The MGCQ, however, must be supported by a sustained slowdown in coronavirus transmission. As of yesterday, 2,995 new cases were reported by the Department of Health, bringing to 304,226 the total caseload nationwide, with 252,510 already recovered. Of the 2,995 infections, a total of 2,694 occurred within the past two weeks.

With 60 new fatalities recorded, the death toll stood at 5,344 as of yesterday. Of the 60 deaths, 37 occurred in September and nine in August. Those pushing for the shift to MGCQ may also take note that Metro Manila remained the biggest source of the new cases, with 1,065 infections. Neighboring provinces followed: Cavite recorded 297; Bulacan, 180; Batangas, 157, and Laguna, 143.
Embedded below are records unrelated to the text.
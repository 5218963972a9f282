//! Progress reporting.
//!
//! This module provides [`ProgressCallback`] for monitoring contact-sheet
//! generation and [`ProgressInfo`], the snapshot delivered to it. A report is
//! emitted after every accepted shot, when the scheduler restarts in
//! sequential mode, and once when the sheet is finished.
//!
//! # Example
//!
//! ```no_run
//! use std::sync::Arc;
//!
//! use shotgrid::{ContactSheet, ProgressCallback, ProgressInfo, SheetOptions, ShotgridError};
//!
//! struct PrintProgress;
//!
//! impl ProgressCallback for PrintProgress {
//!     fn on_progress(&self, info: &ProgressInfo) {
//!         if let Some(pct) = info.percentage {
//!             println!("[{:?}] {pct:.1}% complete", info.stage);
//!         }
//!     }
//! }
//!
//! let options = SheetOptions::new().with_progress(Arc::new(PrintProgress));
//! let report = ContactSheet::generate("input.mp4", &options)?;
//! # Ok::<(), ShotgridError>(())
//! ```

use std::sync::Arc;
use std::time::{Duration, Instant};

/// What a progress report refers to.
#[derive(Debug, Clone, Copy, PartialEq, Eq)]
#[non_exhaustive]
pub enum ProgressStage {
    /// A shot was accepted.
    Sampling,
    /// Sampling started over in sequential mode; `current` is back to zero.
    Restarted,
    /// The sheet has been composed and saved.
    Finished,
}

/// A snapshot of sampling progress.
#[derive(Debug, Clone)]
pub struct ProgressInfo {
    /// What triggered this report.
    pub stage: ProgressStage,
    /// Shots accepted so far in the current run.
    pub current: u64,
    /// Shots planned, if known.
    pub total: Option<u64>,
    /// Completion percentage (0.0 - 100.0), if `total` is known.
    pub percentage: Option<f32>,
    /// Wall-clock time elapsed since sampling started.
    pub elapsed: Duration,
    /// Estimated time remaining, based on current throughput.
    pub estimated_remaining: Option<Duration>,
    /// Presentation time of the latest shot.
    pub current_timestamp: Option<Duration>,
}

/// Trait for receiving progress updates.
///
/// Implementations must be [`Send`] and [`Sync`] so that a single callback
/// can be shared across jobs through an [`Arc`].
///
/// Progress callbacks are **infallible**: they observe but cannot halt the
/// operation.
pub trait ProgressCallback: Send + Sync {
    /// Called after each accepted shot and at the end of a job.
    fn on_progress(&self, info: &ProgressInfo);
}

/// A no-op implementation that discards all progress notifications.
///
/// This is the default when no callback is configured.
pub(crate) struct NoOpProgress;

impl ProgressCallback for NoOpProgress {
    fn on_progress(&self, _info: &ProgressInfo) {}
}

/// Internal helper that tracks progress timing and emits callbacks.
pub(crate) struct ProgressTracker {
    callback: Arc<dyn ProgressCallback>,
    total: Option<u64>,
    current: u64,
    start_time: Instant,
}

impl ProgressTracker {
    pub(crate) fn new(callback: Arc<dyn ProgressCallback>, total: Option<u64>) -> Self {
        Self {
            callback,
            total,
            current: 0,
            start_time: Instant::now(),
        }
    }

    /// Record one accepted shot.
    pub(crate) fn advance(&mut self, timestamp: Option<Duration>) {
        self.current += 1;
        self.report(ProgressStage::Sampling, timestamp);
    }

    /// Start counting from zero again.
    pub(crate) fn restart(&mut self) {
        self.current = 0;
        self.report(ProgressStage::Restarted, None);
    }

    /// Unconditionally emit a final progress report.
    pub(crate) fn finish(&mut self) {
        self.report(ProgressStage::Finished, None);
    }

    fn report(&self, stage: ProgressStage, timestamp: Option<Duration>) {
        let elapsed = self.start_time.elapsed();

        let percentage = self
            .total
            .filter(|&total| total > 0)
            .map(|total| (self.current as f32 / total as f32) * 100.0);

        let estimated_remaining = if self.current > 0 {
            self.total.map(|total| {
                let remaining = total.saturating_sub(self.current);
                let per_item = elapsed / self.current as u32;
                per_item * remaining as u32
            })
        } else {
            None
        };

        let info = ProgressInfo {
            stage,
            current: self.current,
            total: self.total,
            percentage,
            elapsed,
            estimated_remaining,
            current_timestamp: timestamp,
        };

        self.callback.on_progress(&info);
    }
}
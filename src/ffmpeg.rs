//! FFmpeg console verbosity.
//!
//! FFmpeg writes its own diagnostics to stderr, independently of the `log`
//! facade used by this crate. Damaged files can make it very chatty while a
//! sheet is sampled, so callers usually lower it:
//!
//! ```no_run
//! use shotgrid::FfmpegLogLevel;
//!
//! shotgrid::set_ffmpeg_log_level(FfmpegLogLevel::Error);
//! ```

use std::str::FromStr;

use ffmpeg_next::util::log::Level;

use crate::error::ShotgridError;

/// FFmpeg's `AV_LOG_*` levels, from silent to most verbose.
#[derive(Debug, Clone, Copy, PartialEq, Eq, Hash, PartialOrd, Ord)]
pub enum FfmpegLogLevel {
    /// No output.
    Quiet,
    /// Only conditions that abort the process.
    Panic,
    /// Unrecoverable errors.
    Fatal,
    /// Recoverable errors.
    Error,
    /// Warnings; FFmpeg's default.
    Warning,
    /// Informational messages.
    Info,
    /// Verbose informational messages.
    Verbose,
    /// Debugging output.
    Debug,
    /// Everything.
    Trace,
}

impl FfmpegLogLevel {
    fn to_ffmpeg_level(self) -> Level {
        match self {
            Self::Quiet => Level::Quiet,
            Self::Panic => Level::Panic,
            Self::Fatal => Level::Fatal,
            Self::Error => Level::Error,
            Self::Warning => Level::Warning,
            Self::Info => Level::Info,
            Self::Verbose => Level::Verbose,
            Self::Debug => Level::Debug,
            Self::Trace => Level::Trace,
        }
    }

    /// Level matching the crate's own verbosity: warnings normally, FFmpeg's
    /// verbose output when the caller asked for debug logging.
    pub fn for_verbosity(verbose: bool) -> Self {
        if verbose { Self::Verbose } else { Self::Error }
    }
}

impl FromStr for FfmpegLogLevel {
    type Err = ShotgridError;

    fn from_str(value: &str) -> Result<Self, Self::Err> {
        match value.trim().to_ascii_lowercase().as_str() {
            "quiet" => Ok(Self::Quiet),
            "panic" => Ok(Self::Panic),
            "fatal" => Ok(Self::Fatal),
            "error" => Ok(Self::Error),
            "warning" | "warn" => Ok(Self::Warning),
            "info" => Ok(Self::Info),
            "verbose" => Ok(Self::Verbose),
            "debug" => Ok(Self::Debug),
            "trace" => Ok(Self::Trace),
            other => Err(ShotgridError::InvalidOption(format!(
                "unknown FFmpeg log level '{other}'; expected one of quiet, panic, fatal, \
                 error, warning, info, verbose, debug, trace"
            ))),
        }
    }
}

/// Set FFmpeg's console verbosity for the whole process.
pub fn set_ffmpeg_log_level(level: FfmpegLogLevel) {
    ffmpeg_next::util::log::set_level(level.to_ffmpeg_level());
}
use std::env;
use std::path::{Path, PathBuf};

const WATCHED_VARIABLES: &[&str] = &[
    "FFMPEG_DIR",
    "FFMPEG_PKG_CONFIG_PATH",
    "VCPKG_ROOT",
    "VCPKGRS_DYNAMIC",
    "VCPKGRS_TRIPLET",
];

fn main() {
    for variable in WATCHED_VARIABLES {
        println!("cargo:rerun-if-env-changed={variable}");
    }

    // ffmpeg-sys-next finds FFmpeg through pkg-config everywhere but
    // Windows; an explicit FFMPEG_DIR always wins.
    if env::var("CARGO_CFG_TARGET_OS").unwrap_or_default() != "windows"
        || env::var_os("FFMPEG_DIR").is_some()
    {
        return;
    }

    let Ok(vcpkg_root) = env::var("VCPKG_ROOT") else {
        println!(
            "cargo:warning=shotgrid needs FFmpeg; on Windows install it with vcpkg and set VCPKG_ROOT or FFMPEG_DIR."
        );
        return;
    };

    let triplet = env::var("VCPKGRS_TRIPLET").unwrap_or_else(|_| "x64-windows".to_string());
    let installed = vcpkg_install_dir(Path::new(&vcpkg_root), &triplet);
    if !installed.join("include").join("libavformat").exists() {
        println!(
            "cargo:warning=no FFmpeg headers under {}; run `vcpkg install ffmpeg:{triplet}`.",
            installed.display(),
        );
        return;
    }

    println!(
        "cargo:warning=using vcpkg FFmpeg at {0}; set FFMPEG_DIR={0} to silence this message.",
        installed.display(),
    );
    if env::var_os("VCPKGRS_DYNAMIC").is_none() {
        println!("cargo:warning=set VCPKGRS_DYNAMIC=1 when linking against a dynamic vcpkg FFmpeg.");
    }
}

fn vcpkg_install_dir(root: &Path, triplet: &str) -> PathBuf {
    root.join("installed").join(triplet)
}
Those numbers are still significantly high, and should be worrisome enough for those who are assessing suggestions to ease pandemic restrictions. Health experts as well as analysts from OCTA Research, who have been tracking the coronavirus transmission, have cautioned authorities against rushing the easing of restrictions without the necessary health interventions in place, such as an efficient and widespread contact tracing system as well as sufficient and affordable testing capability.

While there is general agreement that the economy is in dire straits and badly needs to be revived, a hasty reopening could lead to a resurgence of the transmission, as several countries are now experiencing. And like those countries, lockdowns may have to be reimposed in the Philippines if infections spike again.

As the month draws to a close, more businesses may be allowed to reopen, but all the health safety protocols – in the workplace and public places – cannot be relaxed until a vaccine or cure comes along.